§ **Work order**
Copy every line from the records below that holds the word "filename".

§ **Source records**
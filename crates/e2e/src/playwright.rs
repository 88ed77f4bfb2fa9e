//! Playwright browser automation
//!
//! Each [`PlaywrightBrowser`] is one Node process running a small driver
//! script. Commands go over stdin and replies come back on stdout, one JSON
//! object per line. The page lives as long as the process, so state carries
//! from step to step inside a scenario and nowhere else.

use std::path::PathBuf;
use std::process::Stdio;
use std::time::Duration;

use async_trait::async_trait;
use serde::{Deserialize, Serialize};
use tokio::io::{AsyncBufReadExt, AsyncWriteExt, BufReader, Lines};
use tokio::process::{Child, ChildStdin, ChildStdout, Command};
use tracing::{debug, info, warn};

use crate::error::{E2eError, E2eResult};
use crate::session::{Browser, ElementHandle};
use crate::spec::{Viewport, WaitState};

const DRIVER_SCRIPT: &str = r#"
const path = require('path');
const readline = require('readline');
const { createRequire } = require('module');

const send = (msg) => process.stdout.write(JSON.stringify(msg) + '\n');

(async () => {
  const config = JSON.parse(process.argv[2]);
  const pw = createRequire(path.join(process.cwd(), 'driver.js'))('playwright');
  const browser = await pw[config.browser].launch({ headless: config.headless });
  const context = await browser.newContext({ viewport: config.viewport });
  const page = await context.newPage();
  page.setDefaultTimeout(config.action_timeout_ms);
  page.setDefaultNavigationTimeout(config.navigation_timeout_ms);

  const nth = (c) => page.locator(c.selector).nth(c.index);
  const handlers = {
    navigate: async (c) => { const r = await page.goto(c.url); return r ? r.status() : null; },
    go_back: async () => { await page.goBack(); return null; },
    reload: async () => { await page.reload(); return null; },
    title: async () => page.title(),
    url: async () => page.url(),
    count: async (c) => page.locator(c.selector).count(),
    click: async (c) => { await nth(c).click(); return null; },
    fill: async (c) => { await nth(c).fill(c.text); return null; },
    press: async (c) => {
      if (c.selector) { await nth(c).press(c.key); } else { await page.keyboard.press(c.key); }
      return null;
    },
    type: async (c) => { await page.keyboard.type(c.text); return null; },
    select_option: async (c) => { await nth(c).selectOption(c.value); return null; },
    attribute: async (c) => nth(c).getAttribute(c.name),
    text_content: async (c) => nth(c).textContent(),
    tag_name: async (c) => nth(c).evaluate((el) => el.tagName.toLowerCase()),
    is_visible: async (c) => nth(c).isVisible(),
    is_checked: async (c) => nth(c).isChecked(),
    wait_for: async (c) => {
      await page.locator(c.selector).first().waitFor({ state: c.state, timeout: c.timeout_ms });
      return null;
    },
    set_viewport: async (c) => { await page.setViewportSize({ width: c.width, height: c.height }); return null; },
  };

  send({ id: 0, ok: true, value: 'ready' });

  const rl = readline.createInterface({ input: process.stdin });
  for await (const line of rl) {
    if (!line.trim()) continue;
    const cmd = JSON.parse(line);
    if (cmd.op === 'close') {
      await browser.close();
      send({ id: cmd.id, ok: true, value: null });
      break;
    }
    try {
      const handler = handlers[cmd.op];
      if (!handler) throw new Error('unknown op ' + cmd.op);
      const value = await handler(cmd);
      send({ id: cmd.id, ok: true, value: value === undefined ? null : value });
    } catch (error) {
      const kind = error.name === 'TimeoutError' ? 'timeout' : 'error';
      send({ id: cmd.id, ok: false, kind, error: error.message });
    }
  }
  process.exit(0);
})().catch((error) => {
  send({ id: 0, ok: false, kind: 'launch', error: error.message });
  process.exit(1);
});
"#;
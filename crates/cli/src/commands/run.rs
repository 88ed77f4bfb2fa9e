//! `sitecheck run`

use std::path::PathBuf;

use anyhow::{Context, Result};
use clap::Args;
use colored::Colorize;
use serde::Serialize;
use sitecheck_e2e::playwright::BrowserKind;
use sitecheck_e2e::{
    MismatchPolicy, Outcome, RunnerConfig, ScenarioResult, StepStatus, SuiteResult, TestRunner,
};
use tracing::info;

use super::{load_scenarios, select, SelectArgs};
use crate::output::{print_error, print_list, print_value, print_warning, OutputFormat, TableDisplay};

#[derive(Args, Debug, Clone, Default)]
pub struct RunArgs {
    #[command(flatten)]
    pub select: SelectArgs,

    /// Base URL that rooted targets resolve against
    #[arg(long, env = "SITECHECK_BASE_URL")]
    pub base_url: Option<String>,

    /// Scenarios executed concurrently
    #[arg(short = 'j', long)]
    pub workers: Option<usize>,

    /// What a content mismatch does: fail or warn
    #[arg(long)]
    pub content_policy: Option<MismatchPolicy>,

    /// Browser engine (chromium, firefox, webkit)
    #[arg(long)]
    pub browser: Option<BrowserKind>,

    /// Show the browser window
    #[arg(long)]
    pub headed: bool,

    /// Budget for a single step in milliseconds
    #[arg(long)]
    pub step_timeout_ms: Option<u64>,

    /// Budget for the whole run in seconds
    #[arg(long)]
    pub run_timeout_secs: Option<u64>,

    /// Directory for test-results.json
    #[arg(short, long)]
    pub output: Option<PathBuf>,

    /// Skip the suite when the base URL does not answer
    #[arg(long)]
    pub preflight: bool,

    /// Do not write test-results.json
    #[arg(long)]
    pub no_write: bool,
}

impl RunArgs {
    /// Layer command line flags over the loaded configuration
    pub fn apply(&self, config: &mut RunnerConfig) {
        if let Some(suites) = &self.select.suites {
            config.suites_dir = suites.clone();
        }
        if let Some(base_url) = &self.base_url {
            config.base_url = base_url.clone();
        }
        if let Some(workers) = self.workers {
            config.workers = workers;
        }
        if let Some(policy) = self.content_policy {
            config.content_policy = policy;
        }
        if let Some(browser) = self.browser {
            config.playwright.browser = browser;
        }
        if self.headed {
            config.playwright.headless = false;
        }
        if let Some(ms) = self.step_timeout_ms {
            config.step_timeout_ms = ms;
        }
        if let Some(secs) = self.run_timeout_secs {
            config.run_timeout_secs = secs;
        }
        if let Some(output) = &self.output {
            config.output_dir = output.clone();
        }
        if self.preflight {
            config.preflight = true;
        }
    }
}

/// Result display wrapper
#[derive(Serialize)]
pub struct ResultDisplay {
    pub name: String,
    pub status: String,
    pub duration_ms: u64,
    pub steps: String,
    pub detail: String,
}

impl From<&ScenarioResult> for ResultDisplay {
    fn from(result: &ScenarioResult) -> Self {
        let status = match &result.outcome {
            Outcome::Passed if result.warnings.is_empty() => "passed".green().to_string(),
            Outcome::Passed => "passed (warnings)".yellow().to_string(),
            Outcome::Failed { .. } => "failed".red().to_string(),
            Outcome::Skipped { .. } => "skipped".yellow().to_string(),
        };
        let passed = result
            .steps
            .iter()
            .filter(|s| s.status != StepStatus::Failed)
            .count();
        let detail = match &result.outcome {
            Outcome::Passed => result.warnings.join("; "),
            other => other.summary(),
        };

        Self {
            name: result.name.clone(),
            status,
            duration_ms: result.duration_ms,
            steps: format!("{}/{}", passed, result.steps.len()),
            detail,
        }
    }
}

impl TableDisplay for ResultDisplay {
    fn headers() -> Vec<&'static str> {
        vec!["Scenario", "Status", "Duration", "Steps", "Detail"]
    }

    fn row(&self) -> Vec<String> {
        vec![
            self.name.clone(),
            self.status.clone(),
            format!("{} ms", self.duration_ms),
            self.steps.clone(),
            self.detail.clone(),
        ]
    }
}

fn print_summary(suite: &SuiteResult) {
    let line = format!(
        "{} passed, {} failed, {} skipped ({} ms)",
        suite.passed, suite.failed, suite.skipped, suite.duration_ms
    );
    if suite.success() {
        println!("{}", line.green().bold());
    } else {
        println!("{}", line.red().bold());
    }
}

/// Run the selected scenarios and return the process exit code
pub async fn execute(args: RunArgs, mut config: RunnerConfig, format: OutputFormat) -> Result<i32> {
    args.apply(&mut config);
    config.validate().context("invalid configuration")?;

    let scenarios = load_scenarios(&config.suites_dir)
        .with_context(|| format!("loading scenarios from {}", config.suites_dir.display()))?;
    let scenarios = select(scenarios, &args.select);
    if scenarios.is_empty() {
        print_warning("No scenarios matched");
        return Ok(0);
    }

    let runner = TestRunner::with_config(config);
    let suite = runner.run(scenarios).await?;

    if !args.no_write {
        if let Err(e) = runner.write_results(&suite) {
            print_error(&format!("Failed to write results: {}", e));
        }
    }

    match format {
        OutputFormat::Json | OutputFormat::Yaml => print_value(&suite, format),
        OutputFormat::Table | OutputFormat::Plain => {
            let rows: Vec<ResultDisplay> = suite.results.iter().map(ResultDisplay::from).collect();
            print_list(&rows, format);
            print_summary(&suite);
        }
    }

    info!("Run {} finished with exit code {}", suite.run_id, suite.exit_code());
    Ok(suite.exit_code())
}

§ **Task solution**
filename crates/e2e/src/playwright.rs
filename crates/cli/src/commands/run.rs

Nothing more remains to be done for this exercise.